Through the line that contains "for (c, &frac)", return the data below exactly, starting at its first line; leave the rest out.
(DATA TO EXAMINE begins)
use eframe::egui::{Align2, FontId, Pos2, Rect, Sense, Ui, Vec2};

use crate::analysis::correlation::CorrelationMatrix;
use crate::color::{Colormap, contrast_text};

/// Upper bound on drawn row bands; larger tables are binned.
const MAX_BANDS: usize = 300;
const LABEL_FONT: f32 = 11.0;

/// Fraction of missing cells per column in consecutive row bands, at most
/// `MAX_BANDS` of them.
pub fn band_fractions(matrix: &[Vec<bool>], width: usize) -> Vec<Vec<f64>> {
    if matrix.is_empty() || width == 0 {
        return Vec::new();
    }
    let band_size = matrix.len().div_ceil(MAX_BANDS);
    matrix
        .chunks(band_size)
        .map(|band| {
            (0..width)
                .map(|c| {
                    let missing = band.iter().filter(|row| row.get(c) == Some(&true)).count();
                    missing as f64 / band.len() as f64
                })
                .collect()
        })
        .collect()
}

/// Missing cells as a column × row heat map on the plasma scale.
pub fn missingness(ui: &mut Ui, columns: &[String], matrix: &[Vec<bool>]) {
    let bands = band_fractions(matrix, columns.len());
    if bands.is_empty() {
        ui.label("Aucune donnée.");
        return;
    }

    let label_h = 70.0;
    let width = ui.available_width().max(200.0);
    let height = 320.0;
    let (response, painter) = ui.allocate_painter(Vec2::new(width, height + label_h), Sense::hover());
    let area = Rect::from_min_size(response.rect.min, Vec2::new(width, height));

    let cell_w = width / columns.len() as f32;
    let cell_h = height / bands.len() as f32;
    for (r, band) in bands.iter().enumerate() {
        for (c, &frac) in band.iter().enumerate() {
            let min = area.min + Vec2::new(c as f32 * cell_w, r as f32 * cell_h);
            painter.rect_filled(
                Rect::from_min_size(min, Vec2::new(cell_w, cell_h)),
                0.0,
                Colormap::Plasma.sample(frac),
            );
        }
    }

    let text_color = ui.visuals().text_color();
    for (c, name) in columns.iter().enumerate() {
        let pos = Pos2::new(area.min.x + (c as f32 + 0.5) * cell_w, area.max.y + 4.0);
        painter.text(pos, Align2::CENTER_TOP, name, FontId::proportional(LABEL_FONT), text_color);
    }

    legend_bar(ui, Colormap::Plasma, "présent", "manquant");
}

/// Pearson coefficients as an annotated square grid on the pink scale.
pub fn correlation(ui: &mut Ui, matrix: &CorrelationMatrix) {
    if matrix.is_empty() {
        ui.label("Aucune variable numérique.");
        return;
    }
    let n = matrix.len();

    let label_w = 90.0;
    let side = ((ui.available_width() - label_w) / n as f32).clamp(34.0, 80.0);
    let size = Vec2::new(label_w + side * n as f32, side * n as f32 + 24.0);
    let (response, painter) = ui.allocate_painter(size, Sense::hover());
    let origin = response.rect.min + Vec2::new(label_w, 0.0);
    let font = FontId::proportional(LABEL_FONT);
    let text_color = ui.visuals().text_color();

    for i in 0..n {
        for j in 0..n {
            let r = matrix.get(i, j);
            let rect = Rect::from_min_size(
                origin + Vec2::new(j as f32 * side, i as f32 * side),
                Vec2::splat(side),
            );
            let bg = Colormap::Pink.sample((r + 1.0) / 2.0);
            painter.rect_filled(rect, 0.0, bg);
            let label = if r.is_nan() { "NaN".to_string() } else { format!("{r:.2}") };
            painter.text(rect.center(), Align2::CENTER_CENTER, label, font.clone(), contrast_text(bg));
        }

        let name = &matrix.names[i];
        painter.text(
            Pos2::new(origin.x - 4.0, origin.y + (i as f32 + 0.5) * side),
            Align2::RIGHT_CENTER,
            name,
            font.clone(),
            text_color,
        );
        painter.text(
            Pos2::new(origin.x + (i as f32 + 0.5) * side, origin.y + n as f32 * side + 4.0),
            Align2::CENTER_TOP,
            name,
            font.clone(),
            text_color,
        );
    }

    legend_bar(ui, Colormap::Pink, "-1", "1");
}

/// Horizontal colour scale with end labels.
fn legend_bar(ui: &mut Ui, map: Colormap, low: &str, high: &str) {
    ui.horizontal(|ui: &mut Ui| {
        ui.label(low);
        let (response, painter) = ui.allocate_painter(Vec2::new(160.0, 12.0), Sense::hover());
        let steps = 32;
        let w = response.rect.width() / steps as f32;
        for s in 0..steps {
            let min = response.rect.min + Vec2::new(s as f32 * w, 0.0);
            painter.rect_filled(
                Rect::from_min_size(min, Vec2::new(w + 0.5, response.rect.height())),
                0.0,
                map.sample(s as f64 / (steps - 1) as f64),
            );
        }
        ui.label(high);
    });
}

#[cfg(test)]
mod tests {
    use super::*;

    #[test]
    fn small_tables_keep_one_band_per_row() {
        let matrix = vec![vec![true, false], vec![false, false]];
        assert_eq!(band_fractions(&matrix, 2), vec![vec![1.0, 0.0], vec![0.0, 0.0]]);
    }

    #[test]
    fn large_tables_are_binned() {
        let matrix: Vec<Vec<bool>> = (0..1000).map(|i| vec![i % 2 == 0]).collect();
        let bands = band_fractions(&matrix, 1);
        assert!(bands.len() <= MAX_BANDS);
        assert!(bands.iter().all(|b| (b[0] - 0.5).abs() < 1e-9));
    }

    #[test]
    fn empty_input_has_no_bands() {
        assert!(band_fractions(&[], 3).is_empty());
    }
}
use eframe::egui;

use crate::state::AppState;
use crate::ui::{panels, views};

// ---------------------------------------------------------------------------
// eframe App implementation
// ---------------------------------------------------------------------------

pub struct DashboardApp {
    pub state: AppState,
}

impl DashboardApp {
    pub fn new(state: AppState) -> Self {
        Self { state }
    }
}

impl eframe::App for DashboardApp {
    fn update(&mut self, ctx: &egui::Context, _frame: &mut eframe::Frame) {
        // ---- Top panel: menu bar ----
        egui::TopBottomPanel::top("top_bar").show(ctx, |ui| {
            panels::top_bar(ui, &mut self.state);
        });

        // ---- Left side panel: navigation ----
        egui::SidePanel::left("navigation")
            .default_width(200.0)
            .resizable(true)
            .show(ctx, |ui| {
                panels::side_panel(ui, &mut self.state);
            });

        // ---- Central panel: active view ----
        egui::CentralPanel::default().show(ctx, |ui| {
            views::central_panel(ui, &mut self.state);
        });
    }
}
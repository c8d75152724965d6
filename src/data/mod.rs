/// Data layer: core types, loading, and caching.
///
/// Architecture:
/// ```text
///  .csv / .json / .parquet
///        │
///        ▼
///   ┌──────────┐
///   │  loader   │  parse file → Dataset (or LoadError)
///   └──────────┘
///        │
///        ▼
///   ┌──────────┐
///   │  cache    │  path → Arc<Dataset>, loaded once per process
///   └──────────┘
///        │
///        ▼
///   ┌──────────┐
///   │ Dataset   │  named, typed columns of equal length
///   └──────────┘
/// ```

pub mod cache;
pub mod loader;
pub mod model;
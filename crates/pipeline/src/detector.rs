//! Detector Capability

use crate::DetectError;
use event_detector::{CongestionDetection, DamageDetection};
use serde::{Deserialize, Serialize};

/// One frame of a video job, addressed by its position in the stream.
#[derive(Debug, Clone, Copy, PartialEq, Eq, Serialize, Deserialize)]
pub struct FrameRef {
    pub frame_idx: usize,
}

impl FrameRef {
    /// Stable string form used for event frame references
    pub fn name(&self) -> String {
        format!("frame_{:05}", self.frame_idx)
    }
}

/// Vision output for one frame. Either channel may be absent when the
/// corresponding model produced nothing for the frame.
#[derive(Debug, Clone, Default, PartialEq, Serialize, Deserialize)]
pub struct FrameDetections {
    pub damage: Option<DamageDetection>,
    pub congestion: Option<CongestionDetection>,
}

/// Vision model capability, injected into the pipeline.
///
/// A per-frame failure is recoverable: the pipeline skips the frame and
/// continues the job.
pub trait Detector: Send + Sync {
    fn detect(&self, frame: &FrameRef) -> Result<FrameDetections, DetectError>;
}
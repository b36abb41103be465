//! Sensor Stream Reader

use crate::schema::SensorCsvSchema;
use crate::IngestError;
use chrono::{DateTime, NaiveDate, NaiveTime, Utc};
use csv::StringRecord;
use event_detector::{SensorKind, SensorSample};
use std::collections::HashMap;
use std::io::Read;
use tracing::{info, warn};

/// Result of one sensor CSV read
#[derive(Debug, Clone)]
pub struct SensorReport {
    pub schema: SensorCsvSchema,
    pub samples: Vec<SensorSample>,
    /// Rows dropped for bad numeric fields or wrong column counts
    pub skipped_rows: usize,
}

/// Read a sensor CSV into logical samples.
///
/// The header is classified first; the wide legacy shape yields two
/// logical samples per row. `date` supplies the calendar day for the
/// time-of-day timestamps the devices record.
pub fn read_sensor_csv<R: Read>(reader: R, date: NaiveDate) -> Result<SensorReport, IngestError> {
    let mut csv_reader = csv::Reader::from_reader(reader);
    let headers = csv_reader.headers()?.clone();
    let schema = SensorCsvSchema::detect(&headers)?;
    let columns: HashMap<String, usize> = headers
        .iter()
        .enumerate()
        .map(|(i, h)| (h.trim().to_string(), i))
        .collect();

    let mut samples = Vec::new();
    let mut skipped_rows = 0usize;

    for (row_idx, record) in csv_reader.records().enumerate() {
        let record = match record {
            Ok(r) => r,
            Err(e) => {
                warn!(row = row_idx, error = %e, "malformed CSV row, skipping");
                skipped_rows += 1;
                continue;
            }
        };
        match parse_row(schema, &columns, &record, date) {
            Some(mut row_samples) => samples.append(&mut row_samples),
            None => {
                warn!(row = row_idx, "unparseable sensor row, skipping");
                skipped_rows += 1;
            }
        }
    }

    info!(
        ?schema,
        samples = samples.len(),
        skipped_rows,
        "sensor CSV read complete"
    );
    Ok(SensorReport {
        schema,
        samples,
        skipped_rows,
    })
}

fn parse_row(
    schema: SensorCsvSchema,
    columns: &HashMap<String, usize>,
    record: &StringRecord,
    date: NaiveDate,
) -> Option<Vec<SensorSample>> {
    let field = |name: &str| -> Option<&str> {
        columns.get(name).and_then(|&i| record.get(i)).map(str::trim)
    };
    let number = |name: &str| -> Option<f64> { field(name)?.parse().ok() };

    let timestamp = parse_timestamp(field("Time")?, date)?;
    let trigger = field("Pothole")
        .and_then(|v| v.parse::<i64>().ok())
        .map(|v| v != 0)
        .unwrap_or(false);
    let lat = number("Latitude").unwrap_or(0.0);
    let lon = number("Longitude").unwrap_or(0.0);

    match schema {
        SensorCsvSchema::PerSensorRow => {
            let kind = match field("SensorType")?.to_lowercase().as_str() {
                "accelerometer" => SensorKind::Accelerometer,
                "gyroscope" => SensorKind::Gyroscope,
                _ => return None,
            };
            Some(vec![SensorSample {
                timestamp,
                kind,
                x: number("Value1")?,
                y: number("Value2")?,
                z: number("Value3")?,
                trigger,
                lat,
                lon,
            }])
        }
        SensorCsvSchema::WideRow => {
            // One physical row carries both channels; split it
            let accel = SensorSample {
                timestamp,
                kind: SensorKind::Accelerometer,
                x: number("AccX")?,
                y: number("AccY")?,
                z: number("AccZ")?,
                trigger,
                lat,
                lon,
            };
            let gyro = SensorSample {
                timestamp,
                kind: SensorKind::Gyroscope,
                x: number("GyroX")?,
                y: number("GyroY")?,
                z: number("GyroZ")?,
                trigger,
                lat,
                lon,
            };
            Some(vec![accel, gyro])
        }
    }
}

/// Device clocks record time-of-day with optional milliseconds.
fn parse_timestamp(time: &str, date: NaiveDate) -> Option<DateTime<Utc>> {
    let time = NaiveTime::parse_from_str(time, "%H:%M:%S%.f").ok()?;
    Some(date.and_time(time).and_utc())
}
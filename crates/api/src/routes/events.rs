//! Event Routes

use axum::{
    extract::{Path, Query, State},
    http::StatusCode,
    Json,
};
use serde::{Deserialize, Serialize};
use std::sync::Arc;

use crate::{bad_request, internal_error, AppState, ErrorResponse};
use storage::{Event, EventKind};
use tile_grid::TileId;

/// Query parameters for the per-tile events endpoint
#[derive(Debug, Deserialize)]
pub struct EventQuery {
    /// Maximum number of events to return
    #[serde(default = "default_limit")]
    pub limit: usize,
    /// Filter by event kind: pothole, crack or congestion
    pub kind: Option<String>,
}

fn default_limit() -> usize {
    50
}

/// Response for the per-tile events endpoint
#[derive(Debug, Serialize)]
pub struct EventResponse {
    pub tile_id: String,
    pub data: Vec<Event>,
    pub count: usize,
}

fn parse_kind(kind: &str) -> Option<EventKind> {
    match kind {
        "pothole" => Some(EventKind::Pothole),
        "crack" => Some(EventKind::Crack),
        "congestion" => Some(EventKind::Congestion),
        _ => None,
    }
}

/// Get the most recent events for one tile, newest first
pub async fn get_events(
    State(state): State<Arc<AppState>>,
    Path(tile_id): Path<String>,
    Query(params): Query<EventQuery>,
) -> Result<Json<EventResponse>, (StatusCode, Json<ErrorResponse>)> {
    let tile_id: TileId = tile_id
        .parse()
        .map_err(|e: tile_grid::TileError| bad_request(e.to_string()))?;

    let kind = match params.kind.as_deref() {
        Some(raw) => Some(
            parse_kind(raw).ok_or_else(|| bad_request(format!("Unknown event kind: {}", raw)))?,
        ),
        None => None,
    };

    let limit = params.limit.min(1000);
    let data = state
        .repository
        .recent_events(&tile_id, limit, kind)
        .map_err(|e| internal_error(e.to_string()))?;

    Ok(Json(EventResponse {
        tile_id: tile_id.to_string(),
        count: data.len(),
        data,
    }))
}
(DATA TO EXAMINE ends)
→ **ANSWER FOR THIS EXERCISE**
use eframe::egui::{Align2, FontId, Pos2, Rect, Sense, Ui, Vec2};

use crate::analysis::correlation::CorrelationMatrix;
use crate::color::{Colormap, contrast_text};

/// Upper bound on drawn row bands; larger tables are binned.
const MAX_BANDS: usize = 300;
const LABEL_FONT: f32 = 11.0;

/// Fraction of missing cells per column in consecutive row bands, at most
/// `MAX_BANDS` of them.
pub fn band_fractions(matrix: &[Vec<bool>], width: usize) -> Vec<Vec<f64>> {
    if matrix.is_empty() || width == 0 {
        return Vec::new();
    }
    let band_size = matrix.len().div_ceil(MAX_BANDS);
    matrix
        .chunks(band_size)
        .map(|band| {
            (0..width)
                .map(|c| {
                    let missing = band.iter().filter(|row| row.get(c) == Some(&true)).count();
                    missing as f64 / band.len() as f64
                })
                .collect()
        })
        .collect()
}

/// Missing cells as a column × row heat map on the plasma scale.
pub fn missingness(ui: &mut Ui, columns: &[String], matrix: &[Vec<bool>]) {
    let bands = band_fractions(matrix, columns.len());
    if bands.is_empty() {
        ui.label("Aucune donnée.");
        return;
    }

    let label_h = 70.0;
    let width = ui.available_width().max(200.0);
    let height = 320.0;
    let (response, painter) = ui.allocate_painter(Vec2::new(width, height + label_h), Sense::hover());
    let area = Rect::from_min_size(response.rect.min, Vec2::new(width, height));

    let cell_w = width / columns.len() as f32;
    let cell_h = height / bands.len() as f32;
    for (r, band) in bands.iter().enumerate() {
        for (c, &frac) in band.iter().enumerate() {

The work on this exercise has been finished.